If we look at the symfony-generated classes, they look how we’d expect:
abstract class BaseChicken extends FarmAnimal
{
    public function setTableDefinition()
    {
        parent::setTableDefinition();
        $this->setTableName('chicken');
        $this->hasColumn('egg_color', 'enum', null, array(
             'type' => 'enum',
             'values' =>
             array(
              0 => 'brown',
              1 => 'white',
             ),
             ));
    }
 
    public function setUp()
    {
        parent::setUp();
 
    }
}
abstract class BaseFarmAnimal extends sfDoctrineRecord
{
    public function setTableDefinition()
    {
        $this->setTableName('farm_animal');
        $this->hasColumn('name', 'string', 20, array(
             'type' => 'string',
             'length' => '20',
             ));
        $this->hasColumn('sound', 'string', 20, array(
             'type' => 'string',
             'length' => '20',
             ));
        $this->hasColumn('leg_count', 'integer', null, array(
             'type' => 'integer',
             ));
        $this->hasColumn('created_at', 'timestamp', null, array(
             'type' => 'timestamp',
             ));
        $this->hasColumn('updated_at', 'timestamp', null, array(
             'type' => 'timestamp',
             ));
    }   
 
    public function setUp()
    {
        parent::setUp();
 
    }
}
Doctrine’s “concrete inheritance” looks pretty solid.

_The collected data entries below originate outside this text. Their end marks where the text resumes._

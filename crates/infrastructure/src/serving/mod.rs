//! Serving endpoint clients

pub mod tensorflow_serving;

pub use tensorflow_serving::TensorflowServingClient;
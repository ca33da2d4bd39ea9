// ExampleSource - Origen de ejemplos para construir peticiones

use crate::shared_kernel::Result;

/// A single example: a JSON object of feature name to value.
pub type Example = serde_json::Value;

/// Example data split by name (train, eval, ...).
pub trait ExampleSource: Send + Sync {
    /// Available split names in a deterministic order.
    fn split_names(&self) -> Result<Vec<String>>;

    /// Read at most `limit` examples from `split`.
    fn read_examples(&self, split: &str, limit: usize) -> Result<Vec<Example>>;
}
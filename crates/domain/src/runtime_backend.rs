// RuntimeBackend Trait - Abstracción para lanzar servidores de modelos efímeros

use crate::model::ModelLayout;
use crate::serving_spec::BinaryVersion;
use crate::shared_kernel::{AttemptId, DomainError};
use async_trait::async_trait;
use chrono::{DateTime, Utc};
use serde::{Deserialize, Serialize};
use std::collections::HashMap;
use std::fmt;

/// Plataforma que creó la instancia
#[derive(Debug, Clone, Copy, PartialEq, Eq, Hash, Serialize, Deserialize)]
pub enum PlatformKind {
    LocalDocker,
    Kubernetes,
}

impl fmt::Display for PlatformKind {
    fn fmt(&self, f: &mut fmt::Formatter<'_>) -> fmt::Result {
        match self {
            PlatformKind::LocalDocker => write!(f, "local_docker"),
            PlatformKind::Kubernetes => write!(f, "kubernetes"),
        }
    }
}

/// Estado de salud del backend
#[derive(Debug, Clone, Default, PartialEq, Serialize, Deserialize)]
pub enum HealthStatus {
    Healthy,
    Degraded { reason: String },
    Unhealthy { reason: String },
    #[default]
    Unknown,
}

/// Observed state of a launched server instance.
#[derive(Debug, Clone, PartialEq, Eq, Serialize, Deserialize)]
pub enum InstanceState {
    /// Still starting; keep polling.
    Loading,
    /// Running and able to receive traffic.
    Ready,
    /// Terminal runtime fault (exited, failed phase, vanished).
    Crashed { reason: String },
}

impl InstanceState {
    pub fn is_terminal(&self) -> bool {
        matches!(self, InstanceState::Crashed { .. })
    }
}

/// Handle to a launched server instance. Owned by the attempt that launched
/// it, between launch and teardown.
#[derive(Debug, Clone, PartialEq, Serialize, Deserialize)]
pub struct ServerHandle {
    pub attempt_id: AttemptId,
    /// Container name or pod name
    pub instance_name: String,
    /// Container id or pod uid
    pub resource_id: String,
    pub platform: PlatformKind,
    pub image: String,
    pub created_at: DateTime<Utc>,
    pub metadata: HashMap<String, serde_json::Value>,
}

impl ServerHandle {
    pub fn new(
        attempt_id: AttemptId,
        instance_name: impl Into<String>,
        resource_id: impl Into<String>,
        platform: PlatformKind,
        image: impl Into<String>,
    ) -> Self {
        Self {
            attempt_id,
            instance_name: instance_name.into(),
            resource_id: resource_id.into(),
            platform,
            image: image.into(),
            created_at: Utc::now(),
            metadata: HashMap::new(),
        }
    }

    pub fn with_metadata(mut self, key: impl Into<String>, value: serde_json::Value) -> Self {
        self.metadata.insert(key.into(), value);
        self
    }
}

/// Errores específicos del backend
#[derive(Debug, thiserror::Error)]
pub enum BackendError {
    #[error("Connection failed: {0}")]
    ConnectionFailed(String),

    #[error("Invalid configuration: {0}")]
    InvalidConfiguration(String),

    #[error("Failed to pull image {image}: {message}")]
    ImagePullFailed { image: String, message: String },

    #[error("Launch failed: {0}")]
    LaunchFailed(String),

    #[error("Instance not found: {0}")]
    InstanceNotFound(String),

    #[error("Endpoint unavailable: {0}")]
    EndpointUnavailable(String),

    #[error("Operation timeout: {0}")]
    Timeout(String),

    #[error("Internal error: {0}")]
    Internal(String),
}

impl BackendError {
    /// Configuration errors are fatal; everything else counts as a failed
    /// attempt.
    pub fn is_configuration_error(&self) -> bool {
        matches!(self, BackendError::InvalidConfiguration(_))
    }
}

impl From<BackendError> for DomainError {
    fn from(err: BackendError) -> Self {
        match err {
            BackendError::InvalidConfiguration(message) => {
                DomainError::InvalidPlatformConfig { message }
            }
            _ => DomainError::InfrastructureError {
                message: err.to_string(),
            },
        }
    }
}

impl From<DomainError> for BackendError {
    fn from(err: DomainError) -> Self {
        if err.is_configuration_error() {
            BackendError::InvalidConfiguration(err.to_string())
        } else {
            BackendError::Internal(err.to_string())
        }
    }
}

/// Trait principal para todos los backends de ejecución.
///
/// Implementaciones: DockerBackend, KubernetesBackend.
#[async_trait]
pub trait RuntimeBackend: Send + Sync {
    fn platform(&self) -> PlatformKind;

    /// Start a server for `version` serving the model at `layout`. A launch
    /// that fails part way must not leave resources behind.
    async fn launch(
        &self,
        attempt_id: &AttemptId,
        version: &BinaryVersion,
        layout: &ModelLayout,
    ) -> Result<ServerHandle, BackendError>;

    /// Non-blocking readiness poll.
    async fn poll(&self, handle: &ServerHandle) -> Result<InstanceState, BackendError>;

    /// Base URL of the serving endpoint, e.g. `http://127.0.0.1:32768`.
    async fn endpoint(&self, handle: &ServerHandle) -> Result<String, BackendError>;

    /// Destroy the instance. Idempotent: a missing instance is success.
    async fn teardown(&self, handle: &ServerHandle) -> Result<(), BackendError>;

    async fn health_check(&self) -> Result<HealthStatus, BackendError> {
        Ok(HealthStatus::Unknown)
    }
}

Let’s take a look at the third and final style, “column aggregation.”
Column Aggregation
To be honest, I’m pretty baffled as to what this one is supposed to do for us. Hopefully this example will make things clearer.
FarmAnimal:
  columns:
    name: string(20)
    sound: string(20)
    leg_count: integer
    created_at: timestamp
    updated_at: timestamp
 
Cow:
  inheritance:
    extends: FarmAnimal
    type: column_aggregation
    keyField: type
    keyValue: 1
  columns:
    purpose:
      type: enum
      values: [beef, dairy]
 
Dog:
  inheritance:
    extends: FarmAnimal
    type: column_aggregation
    keyField: type
    keyValue: 2
  columns:
    breed: string(20)
 
Chicken:
  inheritance:
    extends: FarmAnimal
    type: column_aggregation
    keyField: type
    keyValue: 3
  columns:
    egg_color:
      type: enum
      values: [brown, white]
$ symfony doctrine:build-model
$ symfony doctrine:build-sql
$ symfony doctrine:insert-sql
mysql> SHOW TABLES;
+-----------------------+
| Tables_in_inheritance |
+-----------------------+
| farm_animal           |
+-----------------------+
1 ROW IN SET (0.00 sec)
 
mysql> DESCRIBE farm_animal;
+------------+-----------------------+------+-----+---------+----------------+
| FIELD      | TYPE                  | NULL | KEY | DEFAULT | Extra          |
+------------+-----------------------+------+-----+---------+----------------+
| id         | BIGINT(20)            | NO   | PRI | NULL    | AUTO_INCREMENT |
| name       | VARCHAR(20)           | YES  |     | NULL    |                |
| sound      | VARCHAR(20)           | YES  |     | NULL    |                |
| leg_count  | BIGINT(20)            | YES  |     | NULL    |                |
| created_at | datetime              | YES  |     | NULL    |                |
| updated_at | datetime              | YES  |     | NULL    |                |
| TYPE       | VARCHAR(255)          | YES  |     | NULL    |                |
| purpose    | enum('beef','dairy')  | YES  |     | NULL    |                |
| breed      | VARCHAR(20)           | YES  |     | NULL    |                |
| egg_color  | enum('brown','white') | YES  |     | NULL    |                |
+------------+-----------------------+------+-----+---------+----------------+
10 ROWS IN SET (0.01 sec)
One table again, just like simple inheritance. Since I already rejected this structure, I see no reason to continue with column aggregation.
Conclusion
In my opinion, Doctrine’s simple inheritance and column aggregation are invalid and concrete is the only way to go. I hope these examples cleared up some confusion for anyone who had as much trouble with these concepts as I did.